Monday, March 22, 2010

new venues

It’s so great to get MAD back out into the world. I haven’t done a vending event for over three months. It’s all been planning, executing some of those plans, production, design, computer and desk work for me the second half of winter. I’m thinking very big for 2010. It’s going to be a real growth year for MAD. But when I’m plugging away in a mostly isolated way as artists do, I have those moments of wondering, “How is it all going to turn out? Am I really going to have the success I’m planning for?”

And then I have my first vending event of the year, which happened to be the benefit beCAUSE Show this past Saturday. It was not terribly well attended, and I didn’t expect it to be, but I received so many strong affirmations from people who were just seeing my work for the first time live, sales were much stronger than I expected for the crowd, and my feelings of impending success are stronger than ever. Of course now my to-do list is longer than ever also!

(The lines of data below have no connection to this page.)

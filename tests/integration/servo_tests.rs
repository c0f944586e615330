//! Servo controller against a recording PWM channel.

use crate::mock_hw::{Bench, Fault, HwCall, MockDelay, SERVO};

use actuator_node::app::Applied;
use actuator_node::error::ActuatorError;

const DUTY_0_DEG: u32 = 3276;
const DUTY_90_DEG: u32 = 4915;
const DUTY_180_DEG: u32 = 6553;

fn ready_servo(bench: &Bench) -> crate::mock_hw::TestServo {
    let mut servo = bench.servo();
    servo.begin(&mut MockDelay::default()).unwrap();
    servo
}

#[test]
fn no_hardware_access_before_begin() {
    let bench = Bench::new();
    let mut servo = bench.servo();

    assert_eq!(servo.set_position(45), Err(ActuatorError::NotInitialized));
    assert_eq!(servo.center(), Err(ActuatorError::NotInitialized));
    assert_eq!(servo.detach(), Err(ActuatorError::NotInitialized));
    assert_eq!(servo.attach(), Err(ActuatorError::NotInitialized));

    assert!(bench.calls().is_empty(), "uninitialized servo touched hardware");
    assert_eq!(servo.position(), 90);
    assert!(!servo.is_ready());
}

#[test]
fn begin_configures_channel_and_centers() {
    let bench = Bench::new();
    let mut servo = bench.servo();
    let mut delay = MockDelay::default();

    servo.begin(&mut delay).unwrap();

    assert_eq!(
        bench.calls(),
        vec![
            HwCall::Configure { device: SERVO, frequency_hz: 50, resolution_bits: 16 },
            HwCall::WriteDuty { device: SERVO, duty: DUTY_90_DEG },
        ]
    );
    assert_eq!(delay.delays_ms, vec![50, 500]);
    assert!(servo.is_ready());
    assert!(servo.is_attached());
    assert_eq!(servo.position(), 90);
}

#[test]
fn out_of_range_angles_are_clamped() {
    let bench = Bench::new();
    let mut servo = ready_servo(&bench);

    let applied = servo.set_position(200).unwrap();
    assert_eq!(applied, Applied { value: 180, requested: 200, clamped: true });
    assert_eq!(servo.position(), 180);
    assert_eq!(bench.last_duty(SERVO), Some(DUTY_180_DEG));

    let applied = servo.set_position(-30).unwrap();
    assert_eq!(applied.value, 0);
    assert!(applied.clamped);
    assert_eq!(bench.last_duty(SERVO), Some(DUTY_0_DEG));
}

#[test]
fn in_range_angle_is_not_clamped() {
    let bench = Bench::new();
    let mut servo = ready_servo(&bench);

    let applied = servo.set_position(1).unwrap();
    assert!(!applied.clamped);
    // 1005 us at 16-bit / 20 ms
    assert_eq!(bench.last_duty(SERVO), Some(3293));
}

#[test]
fn center_is_idempotent() {
    let bench = Bench::new();
    let mut servo = ready_servo(&bench);
    servo.set_position(33).unwrap();
    bench.clear();

    servo.center().unwrap();
    servo.center().unwrap();

    assert_eq!(bench.duties(SERVO), vec![DUTY_90_DEG, DUTY_90_DEG]);
    assert_eq!(servo.position(), 90);
}

#[test]
fn failed_write_keeps_previous_angle() {
    let bench = Bench::new();
    let mut servo = ready_servo(&bench);
    servo.set_position(45).unwrap();

    bench.fail(Fault::Write(SERVO));
    assert_eq!(servo.set_position(120), Err(ActuatorError::PwmWriteFailed));
    assert_eq!(servo.position(), 45);
}

#[test]
fn detach_and_attach_keep_angle() {
    let bench = Bench::new();
    let mut servo = ready_servo(&bench);
    servo.set_position(45).unwrap();

    servo.detach().unwrap();
    assert!(!servo.is_attached());
    assert_eq!(servo.position(), 45);

    servo.attach().unwrap();
    assert!(servo.is_attached());
    assert_eq!(servo.position(), 45);
}

#[test]
fn attach_does_not_reissue_duty() {
    let bench = Bench::new();
    let mut servo = ready_servo(&bench);
    servo.detach().unwrap();

    // Latched while detached; attach resumes it without another write.
    servo.set_position(120).unwrap();
    assert_eq!(servo.position(), 120);
    bench.clear();

    servo.attach().unwrap();
    assert_eq!(bench.calls(), vec![HwCall::Attach { device: SERVO }]);
}

#[test]
fn repeated_detach_is_a_no_op() {
    let bench = Bench::new();
    let mut servo = ready_servo(&bench);
    bench.clear();

    servo.detach().unwrap();
    servo.detach().unwrap();
    servo.attach().unwrap();
    servo.attach().unwrap();

    assert_eq!(
        bench.calls(),
        vec![HwCall::Detach { device: SERVO }, HwCall::Attach { device: SERVO }]
    );
}

#[test]
fn failed_begin_leaves_servo_uninitialized() {
    let bench = Bench::new();
    bench.fail(Fault::Configure(SERVO));
    let mut servo = bench.servo();

    assert_eq!(
        servo.begin(&mut MockDelay::default()),
        Err(ActuatorError::PwmConfigFailed)
    );
    assert!(!servo.is_ready());
    assert_eq!(servo.set_position(10), Err(ActuatorError::NotInitialized));
    assert!(bench.duties(SERVO).is_empty());

    bench.heal(Fault::Configure(SERVO));
    servo.begin(&mut MockDelay::default()).unwrap();
    assert!(servo.is_ready());
}

#[test]
fn failed_center_write_leaves_servo_uninitialized() {
    let bench = Bench::new();
    bench.fail(Fault::Write(SERVO));
    let mut servo = bench.servo();

    assert_eq!(
        servo.begin(&mut MockDelay::default()),
        Err(ActuatorError::PwmWriteFailed)
    );
    assert!(!servo.is_ready());
}

#[test]
fn begin_again_recenters() {
    let bench = Bench::new();
    let mut servo = ready_servo(&bench);
    servo.set_position(30).unwrap();
    servo.detach().unwrap();

    servo.begin(&mut MockDelay::default()).unwrap();
    assert_eq!(servo.position(), 90);
    assert!(servo.is_attached());
    assert_eq!(bench.last_duty(SERVO), Some(DUTY_90_DEG));
}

One thing at the top of my list is to meet with a contract sewer in VT to explore the possibility of helping with my production. If anyone else out there knows of sewers doing professional quality work who would like to partner with me, please let me know!

It’s always good to try new things. This was my first year doing the beCAUSE Show. What a sweet scene: hula hoops, chocolate popsicles, antique button jewelry, creative people young and old selling a wide variety of goods to raise money for a slew of worthy causes. I was able to send a nice big check to the Vermont Food Bank after figuring out exactly what 50% of my profits were by day’s end. I had a large space because the vendor who was supposed to be next to me cancelled.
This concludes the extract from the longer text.